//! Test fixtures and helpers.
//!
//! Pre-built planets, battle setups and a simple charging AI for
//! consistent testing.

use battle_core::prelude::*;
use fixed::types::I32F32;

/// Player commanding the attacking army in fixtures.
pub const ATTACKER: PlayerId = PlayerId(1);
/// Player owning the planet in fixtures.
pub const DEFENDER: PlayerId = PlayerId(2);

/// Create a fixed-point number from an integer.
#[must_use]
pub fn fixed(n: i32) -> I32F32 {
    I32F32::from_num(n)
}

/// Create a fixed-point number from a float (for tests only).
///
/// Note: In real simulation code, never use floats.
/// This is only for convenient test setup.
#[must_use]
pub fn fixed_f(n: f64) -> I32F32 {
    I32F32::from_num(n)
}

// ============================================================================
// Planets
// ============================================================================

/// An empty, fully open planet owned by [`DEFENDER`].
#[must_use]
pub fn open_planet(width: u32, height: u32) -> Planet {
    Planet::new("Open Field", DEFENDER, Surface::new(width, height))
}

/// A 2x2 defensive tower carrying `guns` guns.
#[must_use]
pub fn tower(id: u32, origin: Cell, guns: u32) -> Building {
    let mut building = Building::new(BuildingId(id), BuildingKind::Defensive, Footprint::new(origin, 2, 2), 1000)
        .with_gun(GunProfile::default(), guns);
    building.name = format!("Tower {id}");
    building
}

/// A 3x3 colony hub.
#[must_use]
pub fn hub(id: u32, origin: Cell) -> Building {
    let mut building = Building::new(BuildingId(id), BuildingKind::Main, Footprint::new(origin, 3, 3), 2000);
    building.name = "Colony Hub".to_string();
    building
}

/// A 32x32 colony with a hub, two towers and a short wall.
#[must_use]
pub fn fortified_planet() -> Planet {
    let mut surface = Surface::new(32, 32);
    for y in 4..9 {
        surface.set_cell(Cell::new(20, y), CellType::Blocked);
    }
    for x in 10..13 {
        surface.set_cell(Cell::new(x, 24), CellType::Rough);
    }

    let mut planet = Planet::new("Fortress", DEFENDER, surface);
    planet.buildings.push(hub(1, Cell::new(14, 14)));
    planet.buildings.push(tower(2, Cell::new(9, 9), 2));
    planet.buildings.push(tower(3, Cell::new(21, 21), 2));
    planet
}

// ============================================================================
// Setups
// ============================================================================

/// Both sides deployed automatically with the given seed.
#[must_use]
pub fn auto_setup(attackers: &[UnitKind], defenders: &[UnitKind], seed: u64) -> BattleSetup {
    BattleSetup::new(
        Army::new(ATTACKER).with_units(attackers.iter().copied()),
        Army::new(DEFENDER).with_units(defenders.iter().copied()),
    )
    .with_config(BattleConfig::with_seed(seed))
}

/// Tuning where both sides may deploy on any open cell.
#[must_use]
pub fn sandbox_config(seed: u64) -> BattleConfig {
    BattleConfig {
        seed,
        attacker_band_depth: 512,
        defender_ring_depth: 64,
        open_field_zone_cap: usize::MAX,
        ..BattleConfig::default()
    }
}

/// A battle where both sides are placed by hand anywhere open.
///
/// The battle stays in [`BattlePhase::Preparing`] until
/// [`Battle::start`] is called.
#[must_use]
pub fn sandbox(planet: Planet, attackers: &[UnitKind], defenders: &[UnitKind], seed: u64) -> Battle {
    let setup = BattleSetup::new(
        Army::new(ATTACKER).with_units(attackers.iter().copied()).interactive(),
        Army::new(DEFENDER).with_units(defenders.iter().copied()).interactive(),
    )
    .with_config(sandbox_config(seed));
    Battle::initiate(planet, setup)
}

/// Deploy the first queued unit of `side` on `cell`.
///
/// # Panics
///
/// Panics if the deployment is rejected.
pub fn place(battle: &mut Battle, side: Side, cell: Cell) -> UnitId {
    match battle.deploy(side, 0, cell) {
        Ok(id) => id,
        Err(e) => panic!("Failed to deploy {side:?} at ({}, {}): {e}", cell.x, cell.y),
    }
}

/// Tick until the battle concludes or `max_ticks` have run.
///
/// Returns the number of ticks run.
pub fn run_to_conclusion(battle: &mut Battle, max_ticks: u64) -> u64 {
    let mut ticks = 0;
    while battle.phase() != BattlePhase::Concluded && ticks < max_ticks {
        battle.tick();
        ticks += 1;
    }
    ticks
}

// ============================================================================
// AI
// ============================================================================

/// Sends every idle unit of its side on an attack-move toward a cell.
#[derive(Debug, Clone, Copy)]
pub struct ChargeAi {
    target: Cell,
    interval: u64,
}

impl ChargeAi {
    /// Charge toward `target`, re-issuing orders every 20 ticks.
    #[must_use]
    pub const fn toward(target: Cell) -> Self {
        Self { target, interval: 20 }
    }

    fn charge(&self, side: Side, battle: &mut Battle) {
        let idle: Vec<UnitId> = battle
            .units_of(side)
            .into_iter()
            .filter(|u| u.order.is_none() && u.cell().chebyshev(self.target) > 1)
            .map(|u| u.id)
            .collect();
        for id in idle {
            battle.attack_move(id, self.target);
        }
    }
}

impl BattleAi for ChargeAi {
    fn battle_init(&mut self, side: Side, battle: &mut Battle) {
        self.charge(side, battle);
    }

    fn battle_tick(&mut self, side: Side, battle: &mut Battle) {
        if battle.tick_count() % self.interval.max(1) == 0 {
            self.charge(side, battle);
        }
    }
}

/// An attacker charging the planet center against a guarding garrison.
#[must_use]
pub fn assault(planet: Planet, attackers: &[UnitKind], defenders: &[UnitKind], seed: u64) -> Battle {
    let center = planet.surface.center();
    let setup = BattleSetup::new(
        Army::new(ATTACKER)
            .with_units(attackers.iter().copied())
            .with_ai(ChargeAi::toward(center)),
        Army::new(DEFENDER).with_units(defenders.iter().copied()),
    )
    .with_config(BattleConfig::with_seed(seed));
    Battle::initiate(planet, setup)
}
━━━━━━━━━━━━━━━━━━━━
→ **TASK ITEM**:
All entries are to be output exactly as they stand.

→ **SOLUTION**:
//! Test fixtures and helpers.
//!
//! Pre-built planets, battle setups and a simple charging AI for
//! consistent testing.

use battle_core::prelude::*;
use fixed::types::I32F32;

/// Player commanding the attacking army in fixtures.
pub const ATTACKER: PlayerId = PlayerId(1);
/// Player owning the planet in fixtures.
pub const DEFENDER: PlayerId = PlayerId(2);

/// Create a fixed-point number from an integer.
#[must_use]
pub fn fixed(n: i32) -> I32F32 {
    I32F32::from_num(n)
}

/// Create a fixed-point number from a float (for tests only).
///
/// Note: In real simulation code, never use floats.
/// This is only for convenient test setup.
#[must_use]
pub fn fixed_f(n: f64) -> I32F32 {
    I32F32::from_num(n)
}

// ============================================================================
// Planets
// ============================================================================

/// An empty, fully open planet owned by [`DEFENDER`].
#[must_use]
pub fn open_planet(width: u32, height: u32) -> Planet {
    Planet::new("Open Field", DEFENDER, Surface::new(width, height))
}

/// A 2x2 defensive tower carrying `guns` guns.
#[must_use]
pub fn tower(id: u32, origin: Cell, guns: u32) -> Building {
    let mut building = Building::new(BuildingId(id), BuildingKind::Defensive, Footprint::new(origin, 2, 2), 1000)
        .with_gun(GunProfile::default(), guns);
    building.name = format!("Tower {id}");
    building
}

/// A 3x3 colony hub.
#[must_use]
pub fn hub(id: u32, origin: Cell) -> Building {
    let mut building = Building::new(BuildingId(id), BuildingKind::Main, Footprint::new(origin, 3, 3), 2000);
    building.name = "Colony Hub".to_string();
    building
}

/// A 32x32 colony with a hub, two towers and a short wall.
#[must_use]
pub fn fortified_planet() -> Planet {
    let mut surface = Surface::new(32, 32);
    for y in 4..9 {
        surface.set_cell(Cell::new(20, y), CellType::Blocked);
    }
    for x in 10..13 {
        surface.set_cell(Cell::new(x, 24), CellType::Rough);
    }

    let mut planet = Planet::new("Fortress", DEFENDER, surface);
    planet.buildings.push(hub(1, Cell::new(14, 14)));
    planet.buildings.push(tower(2, Cell::new(9, 9), 2));
    planet.buildings.push(tower(3, Cell::new(21, 21), 2));
    planet
}

// ============================================================================
// Setups
// ============================================================================

/// Both sides deployed automatically with the given seed.
#[must_use]
pub fn auto_setup(attackers: &[UnitKind], defenders: &[UnitKind], seed: u64) -> BattleSetup {
    BattleSetup::new(
        Army::new(ATTACKER).with_units(attackers.iter().copied()),
        Army::new(DEFENDER).with_units(defenders.iter().copied()),
    )
    .with_config(BattleConfig::with_seed(seed))
}

/// Tuning where both sides may deploy on any open cell.
#[must_use]
pub fn sandbox_config(seed: u64) -> BattleConfig {
    BattleConfig {
        seed,
        attacker_band_depth: 512,
        defender_ring_depth: 64,
        open_field_zone_cap: usize::MAX,
        ..BattleConfig::default()
    }
}

/// A battle where both sides are placed by hand anywhere open.
///
/// The battle stays in [`BattlePhase::Preparing`] until
/// [`Battle::start`] is called.
#[must_use]
pub fn sandbox(planet: Planet, attackers: &[UnitKind], defenders: &[UnitKind], seed: u64) -> Battle {
    let setup = BattleSetup::new(
        Army::new(ATTACKER).with_units(attackers.iter().copied()).interactive(),
        Army::new(DEFENDER).with_units(defenders.iter().copied()).interactive(),
    )
    .with_config(sandbox_config(seed));
    Battle::initiate(planet, setup)
}

/// Deploy the first queued unit of `side` on `cell`.
///
/// # Panics
///
/// Panics if the deployment is rejected.
pub fn place(battle: &mut Battle, side: Side, cell: Cell) -> UnitId {
    match battle.deploy(side, 0, cell) {
        Ok(id) => id,
        Err(e) => panic!("Failed to deploy {side:?} at ({}, {}): {e}", cell.x, cell.y),
    }
}

/// Tick until the battle concludes or `max_ticks` have run.
///
/// Returns the number of ticks run.
pub fn run_to_conclusion(battle: &mut Battle, max_ticks: u64) -> u64 {
    let mut ticks = 0;
    while battle.phase() != BattlePhase::Concluded && ticks < max_ticks {
        battle.tick();
        ticks += 1;
    }
    ticks
}

// ============================================================================
// AI
// ============================================================================

/// Sends every idle unit of its side on an attack-move toward a cell.
#[derive(Debug, Clone, Copy)]
pub struct ChargeAi {
    target: Cell,
    interval: u64,
}

impl ChargeAi {
    /// Charge toward `target`, re-issuing orders every 20 ticks.
    #[must_use]
    pub const fn toward(target: Cell) -> Self {
        Self { target, interval: 20 }
    }

    fn charge(&self, side: Side, battle: &mut Battle) {
        let idle: Vec<UnitId> = battle
            .units_of(side)
            .into_iter()
            .filter(|u| u.order.is_none() && u.cell().chebyshev(self.target) > 1)
            .map(|u| u.id)
            .collect();
        for id in idle {
            battle.attack_move(id, self.target);
        }
    }
}

impl BattleAi for ChargeAi {
    fn battle_init(&mut self, side: Side, battle: &mut Battle) {
        self.charge(side, battle);
    }

    fn battle_tick(&mut self, side: Side, battle: &mut Battle) {
        if battle.tick_count() % self.interval.max(1) == 0 {
            self.charge(side, battle);
        }
    }
}

/// An attacker charging the planet center against a guarding garrison.
#[must_use]
pub fn assault(planet: Planet, attackers: &[UnitKind], defenders: &[UnitKind], seed: u64) -> Battle {
    let center = planet.surface.center();
    let setup = BattleSetup::new(
        Army::new(ATTACKER)
            .with_units(attackers.iter().copied())
            .with_ai(ChargeAi::toward(center)),
        Army::new(DEFENDER).with_units(defenders.iter().copied()),
    )
    .with_config(BattleConfig::with_seed(seed));
    Battle::initiate(planet, setup)
}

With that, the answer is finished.